- **REQUIRED WORK**
Quote the listing below word for word, stopping after the line that contains "use super::ScriptError;".

**** DATASET RECORDS

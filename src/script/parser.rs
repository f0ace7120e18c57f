//! Recursive-descent parser.
//!
//! Statements are separated by newlines or `;`. Inside brackets, parens and
//! map literals newlines are insignificant.

use std::sync::Arc;

use super::ast::{BinaryOp, Expr, FnDecl, Stmt, UnaryOp};
use super::lexer::{Spanned, Token};
use super::ScriptError;

/// Parser over a token vector produced by [`tokenize`](super::lexer::tokenize).
pub struct Parser {
    tokens: Vec<Spanned>,
    pos: usize,
}

impl Parser {
    /// Create a parser positioned at the first token.
    #[must_use]
    pub fn new(tokens: Vec<Spanned>) -> Self {
        Self { tokens, pos: 0 }
    }

    /// Parse the complete token stream as a program.
    ///
    /// # Errors
    ///
    /// Returns [`ScriptError::Syntax`] at the first unexpected token.
    pub fn parse_program(&mut self) -> Result<Vec<Stmt>, ScriptError> {
        let body = self.statements(None)?;
        if let Some(token) = self.peek() {
            return Err(self.error(format!("unexpected {}", describe(token))));
        }
        Ok(body)
    }

    // ── Statements ───────────────────────────────────────────────────────────

    /// Parse statements until `end` (or EOF when `end` is `None`). The
    /// terminator itself is not consumed.
    fn statements(&mut self, end: Option<&Token>) -> Result<Vec<Stmt>, ScriptError> {
        let mut body = Vec::new();
        loop {
            self.skip_separators();
            match self.peek() {
                None => break,
                Some(token) if Some(token) == end => break,
                Some(_) => {}
            }
            body.push(self.statement()?);
            match self.peek() {
                None | Some(Token::Newline | Token::Semicolon) => {}
                Some(token) if Some(token) == end => {}
                Some(token) => {
                    return Err(self.error(format!(
                        "expected end of statement, found {}",
                        describe(token)
                    )));
                }
            }
        }
        Ok(body)
    }

    fn block(&mut self) -> Result<Vec<Stmt>, ScriptError> {
        self.expect(&Token::LeftBrace, "'{'")?;
        let body = self.statements(Some(&Token::RightBrace))?;
        self.expect(&Token::RightBrace, "'}'")?;
        Ok(body)
    }

    fn statement(&mut self) -> Result<Stmt, ScriptError> {
        let line = self.line();
        match self.peek() {
            Some(Token::Let) => {
                self.advance();
                let name = self.ident()?;
                self.expect(&Token::Assign, "'='")?;
                let value = self.expression()?;
                Ok(Stmt::Let { name, value })
            }
            Some(Token::Fn) => {
                self.advance();
                self.function()
            }
            Some(Token::Return) => {
                self.advance();
                let value = match self.peek() {
                    None | Some(Token::Newline | Token::Semicolon | Token::RightBrace) => None,
                    Some(_) => Some(self.expression()?),
                };
                Ok(Stmt::Return { value, line })
            }
            Some(Token::While) => {
                self.advance();
                let cond = self.expression()?;
                let body = self.block()?;
                Ok(Stmt::While { cond, body })
            }
            Some(Token::For) => {
                self.advance();
                let var = self.ident()?;
                self.expect(&Token::In, "'in'")?;
                let iterable = self.expression()?;
                let body = self.block()?;
                Ok(Stmt::For {
                    var,
                    iterable,
                    body,
                    line,
                })
            }
            Some(Token::Break) => {
                self.advance();
                Ok(Stmt::Break { line })
            }
            Some(Token::Continue) => {
                self.advance();
                Ok(Stmt::Continue { line })
            }
            _ => {
                let expr = self.expression()?;
                if self.peek() != Some(&Token::Assign) {
                    return Ok(Stmt::Expr(expr));
                }
                self.advance();
                if !matches!(expr, Expr::Var { .. } | Expr::Index { .. }) {
                    return Err(ScriptError::Syntax {
                        line,
                        message: "cannot assign to expression".into(),
                    });
                }
                let value = self.expression()?;
                Ok(Stmt::Assign {
                    target: expr,
                    value,
                    line,
                })
            }
        }
    }

    fn function(&mut self) -> Result<Stmt, ScriptError> {
        let name = self.ident()?;
        self.expect(&Token::LeftParen, "'('")?;
        let mut params = Vec::new();
        self.skip_newlines();
        while self.peek() != Some(&Token::RightParen) {
            let param = self.ident()?;
            if params.contains(&param) {
                return Err(self.error(format!("duplicate parameter '{param}'")));
            }
            params.push(param);
            self.skip_newlines();
            if !self.eat(&Token::Comma) {
                break;
            }
            self.skip_newlines();
        }
        self.expect(&Token::RightParen, "')'")?;
        let body = self.block()?;
        Ok(Stmt::Fn(Arc::new(FnDecl { name, params, body })))
    }

    // ── Expressions ──────────────────────────────────────────────────────────

    /// Parse one expression.
    ///
    /// # Errors
    ///
    /// Returns [`ScriptError::Syntax`] when the tokens do not form one.
    pub fn expression(&mut self) -> Result<Expr, ScriptError> {
        self.or()
    }

    fn or(&mut self) -> Result<Expr, ScriptError> {
        let mut lhs = self.and()?;
        while self.eat(&Token::Or) {
            let rhs = self.and()?;
            lhs = Expr::Or(Box::new(lhs), Box::new(rhs));
        }
        Ok(lhs)
    }

    fn and(&mut self) -> Result<Expr, ScriptError> {
        let mut lhs = self.not()?;
        while self.eat(&Token::And) {
            let rhs = self.not()?;
            lhs = Expr::And(Box::new(lhs), Box::new(rhs));
        }
        Ok(lhs)
    }

    fn not(&mut self) -> Result<Expr, ScriptError> {
        let line = self.line();
        if self.eat(&Token::Not) {
            let operand = self.not()?;
            return Ok(Expr::Unary {
                op: UnaryOp::Not,
                operand: Box::new(operand),
                line,
            });
        }
        self.comparison()
    }

    fn comparison(&mut self) -> Result<Expr, ScriptError> {
        let mut lhs = self.additive()?;
        loop {
            let op = match self.peek() {
                Some(Token::Eq) => BinaryOp::Eq,
                Some(Token::NotEq) => BinaryOp::NotEq,
                Some(Token::Lt) => BinaryOp::Lt,
                Some(Token::LtEq) => BinaryOp::LtEq,
                Some(Token::Gt) => BinaryOp::Gt,
                Some(Token::GtEq) => BinaryOp::GtEq,
                _ => return Ok(lhs),
            };
            lhs = self.binary_tail(lhs, op, Self::additive)?;
        }
    }

    fn additive(&mut self) -> Result<Expr, ScriptError> {
        let mut lhs = self.multiplicative()?;
        loop {
            let op = match self.peek() {
                Some(Token::Plus) => BinaryOp::Add,
                Some(Token::Minus) => BinaryOp::Sub,
                _ => return Ok(lhs),
            };
            lhs = self.binary_tail(lhs, op, Self::multiplicative)?;
        }
    }

    fn multiplicative(&mut self) -> Result<Expr, ScriptError> {
        let mut lhs = self.unary()?;
        loop {
            let op = match self.peek() {
                Some(Token::Star) => BinaryOp::Mul,
                Some(Token::Slash) => BinaryOp::Div,
                Some(Token::Percent) => BinaryOp::Rem,
                _ => return Ok(lhs),
            };
            lhs = self.binary_tail(lhs, op, Self::unary)?;
        }
    }

    fn binary_tail(
        &mut self,
        lhs: Expr,
        op: BinaryOp,
        operand: fn(&mut Self) -> Result<Expr, ScriptError>,
    ) -> Result<Expr, ScriptError> {
        let line = self.line();
        self.advance();
        let rhs = operand(self)?;
        Ok(Expr::Binary {
            op,
            lhs: Box::new(lhs),
            rhs: Box::new(rhs),
            line,
        })
    }

    fn unary(&mut self) -> Result<Expr, ScriptError> {
        let line = self.line();
        if self.eat(&Token::Minus) {
            let operand = self.unary()?;
            return Ok(Expr::Unary {
                op: UnaryOp::Neg,
                operand: Box::new(operand),
                line,
            });
        }
        self.postfix()
    }

    fn postfix(&mut self) -> Result<Expr, ScriptError> {
        let mut expr = self.primary()?;
        loop {
            let line = self.line();
            if self.eat(&Token::LeftParen) {
                let args = self.list_items(&Token::RightParen)?;
                expr = Expr::Call {
                    callee: Box::new(expr),
                    args,
                    line,
                };
            } else if self.eat(&Token::LeftBracket) {
                self.skip_newlines();
                let index = self.expression()?;
                self.skip_newlines();
                self.expect(&Token::RightBracket, "']'")?;
                expr = Expr::Index {
                    target: Box::new(expr),
                    index: Box::new(index),
                    line,
                };
            } else {
                return Ok(expr);
            }
        }
    }

    fn primary(&mut self) -> Result<Expr, ScriptError> {
        let line = self.line();
        let Some(token) = self.peek().cloned() else {
            return Err(self.error("unexpected end of script".into()));
        };
        self.advance();
        match token {
            Token::Null => Ok(Expr::Null),
            Token::True => Ok(Expr::Bool(true)),
            Token::False => Ok(Expr::Bool(false)),
            Token::Int(value) => Ok(Expr::Int(value)),
            Token::Float(value) => Ok(Expr::Float(value)),
            Token::Str(value) => Ok(Expr::Str(value)),
            Token::Ident(name) => Ok(Expr::Var { name, line }),
            Token::LeftParen => {
                self.skip_newlines();
                let inner = self.expression()?;
                self.skip_newlines();
                self.expect(&Token::RightParen, "')'")?;
                Ok(inner)
            }
            Token::LeftBracket => Ok(Expr::List(self.list_items(&Token::RightBracket)?)),
            Token::LeftBrace => self.map_literal(),
            Token::If => self.if_expression(),
            other => Err(ScriptError::Syntax {
                line,
                message: format!("unexpected {}", describe(&other)),
            }),
        }
    }

    /// Comma-separated expressions up to and including `close`; the opening
    /// delimiter has already been consumed.
    fn list_items(&mut self, close: &Token) -> Result<Vec<Expr>, ScriptError> {
        let mut items = Vec::new();
        self.skip_newlines();
        while self.peek() != Some(close) {
            items.push(self.expression()?);
            self.skip_newlines();
            if !self.eat(&Token::Comma) {
                break;
            }
            self.skip_newlines();
        }
        self.expect(close, &describe(close))?;
        Ok(items)
    }

    fn map_literal(&mut self) -> Result<Expr, ScriptError> {
        let mut entries = Vec::new();
        self.skip_newlines();
        while self.peek() != Some(&Token::RightBrace) {
            let key = self.expression()?;
            self.skip_newlines();
            self.expect(&Token::Colon, "':'")?;
            self.skip_newlines();
            let value = self.expression()?;
            entries.push((key, value));
            self.skip_newlines();
            if !self.eat(&Token::Comma) {
                break;
            }
            self.skip_newlines();
        }
        self.expect(&Token::RightBrace, "'}'")?;
        Ok(Expr::Map(entries))
    }

    fn if_expression(&mut self) -> Result<Expr, ScriptError> {
        let cond = self.expression()?;
        let then = self.block()?;
        let otherwise = if self.eat(&Token::Else) {
            if self.eat(&Token::If) {
                Some(vec![Stmt::Expr(self.if_expression()?)])
            } else {
                Some(self.block()?)
            }
        } else {
            None
        };
        Ok(Expr::If {
            cond: Box::new(cond),
            then,
            otherwise,
        })
    }

    // ── Token helpers ────────────────────────────────────────────────────────

    fn peek(&self) -> Option<&Token> {
        self.tokens.get(self.pos).map(|s| &s.token)
    }

    fn line(&self) -> usize {
        self.tokens
            .get(self.pos)
            .or_else(|| self.tokens.last())
            .map_or(1, |s| s.line)
    }

    fn advance(&mut self) {
        if self.pos < self.tokens.len() {
            self.pos += 1;
        }
    }

    fn eat(&mut self, token: &Token) -> bool {
        if self.peek() == Some(token) {
            self.advance();
            true
        } else {
            false
        }
    }

    fn expect(&mut self, token: &Token, what: &str) -> Result<(), ScriptError> {
        if self.eat(token) {
            return Ok(());
        }
        let found = self.peek().map_or_else(|| "end of script".to_owned(), describe);
        Err(self.error(format!("expected {what}, found {found}")))
    }

    fn ident(&mut self) -> Result<String, ScriptError> {
        if let Some(Token::Ident(name)) = self.peek() {
            let name = name.clone();
            self.advance();
            return Ok(name);
        }
        let found = self.peek().map_or_else(|| "end of script".to_owned(), describe);
        Err(self.error(format!("expected identifier, found {found}")))
    }

    fn skip_newlines(&mut self) {
        while self.eat(&Token::Newline) {}
    }

    fn skip_separators(&mut self) {
        while matches!(self.peek(), Some(Token::Newline | Token::Semicolon)) {
            self.advance();
        }
    }

    fn error(&self, message: String) -> ScriptError {
        ScriptError::Syntax {
            line: self.line(),
            message,
        }
    }
}

fn describe(token: &Token) -> String {
    match token {
        Token::Ident(name) => format!("identifier '{name}'"),
        Token::Int(value) => format!("number {value}"),
        Token::Float(value) => format!("number {value}"),
        Token::Str(_) => "string".into(),
        Token::Newline => "end of line".into(),
        Token::LeftBrace => "'{'".into(),
        Token::RightBrace => "'}'".into(),
        Token::LeftParen => "'('".into(),
        Token::RightParen => "')'".into(),
        Token::LeftBracket => "'['".into(),
        Token::RightBracket => "']'".into(),
        other => format!("{other:?}").to_lowercase(),
    }
}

********

- **WRITTEN SOLUTION**
filename src/script/parser.rs
repository f0ace7120e18c57f
//! Recursive-descent parser.
//!
//! Statements are separated by newlines or `;`. Inside brackets, parens and
//! map literals newlines are insignificant.

use std::sync::Arc;

use super::ast::{BinaryOp, Expr, FnDecl, Stmt, UnaryOp};
use super::lexer::{Spanned, Token};
use super::ScriptError;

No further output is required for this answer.